Proteins from thermophilic organisms are able to function under conditions that render a typical mesophilic protein inactive. Pairwise comparisons of homologous mesophilic and thermophilic proteins can help to identify the energetic features of a protein's energy landscape that lead to such thermostability. Previous studies of bacterial ribonucleases H (RNases H) from the thermophile T. thermophilus and the mesophile E. coli revealed that the thermostability arises in part from an unusually low change in heat capacity upon unfolding (DeltaCp) for the thermophilic protein [Hollien J. and Marqusee S. (1999) Biochemistry 38, 3831-3836]. I have further examined how nearly identical proteins can adapt to different thermal constraints by adding a moderately thermophilic homolog to the previously characterized mesophilic and thermophilic pair. I identified a putative RNase H from C. tepidum and demonstrated that it is an active RNase H and adopts the RNase H fold. The moderately thermophilic protein has a melting temperature (Tm) similar to that of the mesophilic homolog, yet also has a surprisingly low DeltaCp, like the thermophilic homolog. I have also shown that the new RNase H folds through a pathway similar to that of the previously studied RNases H, populating a folding intermediate. I have taken the folding core of C. tepidum RNase H and through the creation of chimeric proteins determined that it is indeed the region that dictates the DeltaCp of the protein. Interestingly, the increased stability of the folding core led to the creation of a new RNase H with increased stability from either parent protein and a more thermophilic stability profile.

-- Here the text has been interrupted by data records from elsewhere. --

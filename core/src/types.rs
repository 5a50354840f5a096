//! Request builders for the Pocket item API.
//!
//! # Design
//! Builders are owned values moved through each setter, so a request reads as
//! one chained expression. Setters accept whatever they are given; checking
//! that a combination makes sense is left to the service. Every value ends up
//! as a string because Pocket's v3 API is string-typed on the wire.

use std::collections::BTreeMap;

use serde::Deserialize;

/// Sort order for retrieved items.
#[derive(Debug, Clone, Copy, PartialEq, Eq)]
pub enum SortKind {
    Newest,
    Oldest,
    Title,
    Site,
}

impl SortKind {
    pub fn as_str(self) -> &'static str {
        match self {
            SortKind::Newest => "newest",
            SortKind::Oldest => "oldest",
            SortKind::Title => "title",
            SortKind::Site => "site",
        }
    }
}

/// Content type filter for retrieved items.
#[derive(Debug, Clone, Copy, PartialEq, Eq)]
pub enum ContentType {
    Article,
    Video,
    Image,
}

impl ContentType {
    pub fn as_str(self) -> &'static str {
        match self {
            ContentType::Article => "article",
            ContentType::Video => "video",
            ContentType::Image => "image",
        }
    }
}

/// Read state filter for retrieved items.
#[derive(Debug, Clone, Copy, PartialEq, Eq)]
pub enum ItemState {
    Unread,
    Archive,
    All,
}

impl ItemState {
    pub fn as_str(self) -> &'static str {
        match self {
            ItemState::Unread => "unread",
            ItemState::Archive => "archive",
            ItemState::All => "all",
        }
    }
}

/// How much detail the service returns per item.
#[derive(Debug, Clone, Copy, PartialEq, Eq)]
pub enum DetailType {
    Simple,
    Complete,
}

impl DetailType {
    pub fn as_str(self) -> &'static str {
        match self {
            DetailType::Simple => "simple",
            DetailType::Complete => "complete",
        }
    }
}

/// Tag value Pocket interprets as "items without any tag".
pub const UNTAGGED: &str = "_untagged_";

/// Parameters for a `/v3/get` call.
#[derive(Debug, Clone, Default, PartialEq, Eq)]
pub struct RetrieveRequest {
    params: BTreeMap<String, String>,
}

impl RetrieveRequest {
    pub fn new() -> Self {
        Self::default()
    }

    fn set(mut self, key: &str, value: impl Into<String>) -> Self {
        self.params.insert(key.to_string(), value.into());
        self
    }

    pub fn sort(self, kind: SortKind) -> Self {
        self.set("sort", kind.as_str())
    }

    pub fn detail_type(self, detail: DetailType) -> Self {
        self.set("detailType", detail.as_str())
    }

    pub fn simple_item_info(self) -> Self {
        self.detail_type(DetailType::Simple)
    }

    pub fn complete_item_info(self) -> Self {
        self.detail_type(DetailType::Complete)
    }

    pub fn only_content_type(self, kind: ContentType) -> Self {
        self.set("contentType", kind.as_str())
    }

    pub fn only_state(self, state: ItemState) -> Self {
        self.set("state", state.as_str())
    }

    pub fn only_favorited(self) -> Self {
        self.set("favorite", "1")
    }

    pub fn only_unfavorited(self) -> Self {
        self.set("favorite", "0")
    }

    pub fn only_tag(self, tag: &str) -> Self {
        self.set("tag", tag)
    }

    pub fn only_untagged(self) -> Self {
        self.set("tag", UNTAGGED)
    }

    pub fn count(self, count: u32) -> Self {
        self.set("count", count.to_string())
    }

    pub fn offset(self, offset: u32) -> Self {
        self.set("offset", offset.to_string())
    }

    /// Only items modified since the given unix timestamp (seconds).
    pub fn since(self, timestamp: u64) -> Self {
        self.set("since", timestamp.to_string())
    }

    pub fn only_domain(self, domain: &str) -> Self {
        self.set("domain", domain)
    }

    pub fn search(self, query: &str) -> Self {
        self.set("search", query)
    }

    /// The accumulated parameters, without credentials.
    pub fn params(&self) -> &BTreeMap<String, String> {
        &self.params
    }

    pub(crate) fn into_params(self) -> BTreeMap<String, String> {
        self.params
    }
}

/// Parameters for a `/v3/add` call.
#[derive(Debug, Clone, PartialEq, Eq)]
pub struct AddRequest {
    url: String,
    title: String,
    tags: Vec<String>,
    tweet_id: String,
}

impl AddRequest {
    pub fn new(url: &str) -> Self {
        Self {
            url: url.to_string(),
            title: String::new(),
            tags: Vec::new(),
            tweet_id: String::new(),
        }
    }

    pub fn title(mut self, title: &str) -> Self {
        self.title = title.to_string();
        self
    }

    pub fn tag(mut self, tag: &str) -> Self {
        self.tags.push(tag.to_string());
        self
    }

    /// Appends tags after any already present. Duplicates are kept.
    pub fn tags<I, S>(mut self, tags: I) -> Self
    where
        I: IntoIterator<Item = S>,
        S: Into<String>,
    {
        self.tags.extend(tags.into_iter().map(Into::into));
        self
    }

    /// Associates the saved item with a tweet.
    pub fn tweet_id(mut self, id: &str) -> Self {
        self.tweet_id = id.to_string();
        self
    }

    /// The wire parameters, without credentials. Empty optional fields are
    /// omitted.
    pub fn params(&self) -> BTreeMap<String, String> {
        let mut params = BTreeMap::new();
        params.insert("url".to_string(), self.url.clone());
        if !self.title.is_empty() {
            params.insert("title".to_string(), self.title.clone());
        }
        if !self.tags.is_empty() {
            params.insert("tags".to_string(), self.tags.join(","));
        }
        if !self.tweet_id.is_empty() {
            params.insert("tweet_id".to_string(), self.tweet_id.clone());
        }
        params
    }
}

/// The closed set of mutations accepted by `/v3/send`.
#[derive(Debug, Clone, Copy, PartialEq, Eq, Deserialize)]
#[serde(rename_all = "snake_case")]
pub enum ActionKind {
    Add,
    Archive,
    Readd,
    Favorite,
    Unfavorite,
    Delete,
    TagsAdd,
    TagsRemove,
    TagsReplace,
    TagsClear,
    TagRename,
}

impl ActionKind {
    pub fn as_str(self) -> &'static str {
        match self {
            ActionKind::Add => "add",
            ActionKind::Archive => "archive",
            ActionKind::Readd => "readd",
            ActionKind::Favorite => "favorite",
            ActionKind::Unfavorite => "unfavorite",
            ActionKind::Delete => "delete",
            ActionKind::TagsAdd => "tags_add",
            ActionKind::TagsRemove => "tags_remove",
            ActionKind::TagsReplace => "tags_replace",
            ActionKind::TagsClear => "tags_clear",
            ActionKind::TagRename => "tag_rename",
        }
    }
}

/// A single mutation in a batched modify call.
#[derive(Debug, Clone, PartialEq, Eq)]
pub struct Action {
    pub kind: ActionKind,
    pub params: BTreeMap<String, String>,
}

impl Action {
    pub fn new(kind: ActionKind) -> Self {
        Self {
            kind,
            params: BTreeMap::new(),
        }
    }

    pub fn param(mut self, key: &str, value: &str) -> Self {
        self.params.insert(key.to_string(), value.to_string());
        self
    }

    fn on_item(kind: ActionKind, item_id: &str) -> Self {
        Self::new(kind).param("item_id", item_id)
    }

    pub fn add(url: &str) -> Self {
        Self::new(ActionKind::Add).param("url", url)
    }

    pub fn archive(item_id: &str) -> Self {
        Self::on_item(ActionKind::Archive, item_id)
    }

    pub fn readd(item_id: &str) -> Self {
        Self::on_item(ActionKind::Readd, item_id)
    }

    pub fn favorite(item_id: &str) -> Self {
        Self::on_item(ActionKind::Favorite, item_id)
    }

    pub fn unfavorite(item_id: &str) -> Self {
        Self::on_item(ActionKind::Unfavorite, item_id)
    }

    pub fn delete(item_id: &str) -> Self {
        Self::on_item(ActionKind::Delete, item_id)
    }

    pub fn tags_add(item_id: &str, tags: &[&str]) -> Self {
        Self::on_item(ActionKind::TagsAdd, item_id).param("tags", &tags.join(","))
    }

    pub fn tags_remove(item_id: &str, tags: &[&str]) -> Self {
        Self::on_item(ActionKind::TagsRemove, item_id).param("tags", &tags.join(","))
    }

    pub fn tags_replace(item_id: &str, tags: &[&str]) -> Self {
        Self::on_item(ActionKind::TagsReplace, item_id).param("tags", &tags.join(","))
    }

    pub fn tags_clear(item_id: &str) -> Self {
        Self::on_item(ActionKind::TagsClear, item_id)
    }

    /// Renames a tag across every item of the user.
    pub fn tag_rename(old_tag: &str, new_tag: &str) -> Self {
        Self::new(ActionKind::TagRename)
            .param("old_tag", old_tag)
            .param("new_tag", new_tag)
    }

    /// JSON form sent to the service. The `action` key always holds the kind,
    /// even if a parameter of the same name was set.
    pub fn to_json(&self) -> serde_json::Value {
        let mut object = serde_json::Map::new();
        for (key, value) in &self.params {
            object.insert(key.clone(), serde_json::Value::String(value.clone()));
        }
        object.insert(
            "action".to_string(),
            serde_json::Value::String(self.kind.as_str().to_string()),
        );
        serde_json::Value::Object(object)
    }
}

/// An ordered batch of actions. Pocket applies them in sequence.
#[derive(Debug, Clone, Default, PartialEq, Eq)]
pub struct ModifyRequest {
    actions: Vec<Action>,
}

impl ModifyRequest {
    pub fn new() -> Self {
        Self::default()
    }

    pub fn action(mut self, action: Action) -> Self {
        self.actions.push(action);
        self
    }

    pub fn push(&mut self, action: Action) {
        self.actions.push(action);
    }

    pub fn actions(&self) -> &[Action] {
        &self.actions
    }
}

These results suggest that lowering the DeltaCp may be a general strategy for achieving thermophilicity for some protein families and that the folding core is the major contributor to this effect. It should now be possible to design RNases H that display the desired thermophilic or mesophilic properties, as defined by their DeltaCp, and therefore fine-tune the energy landscape in a predictable fashion.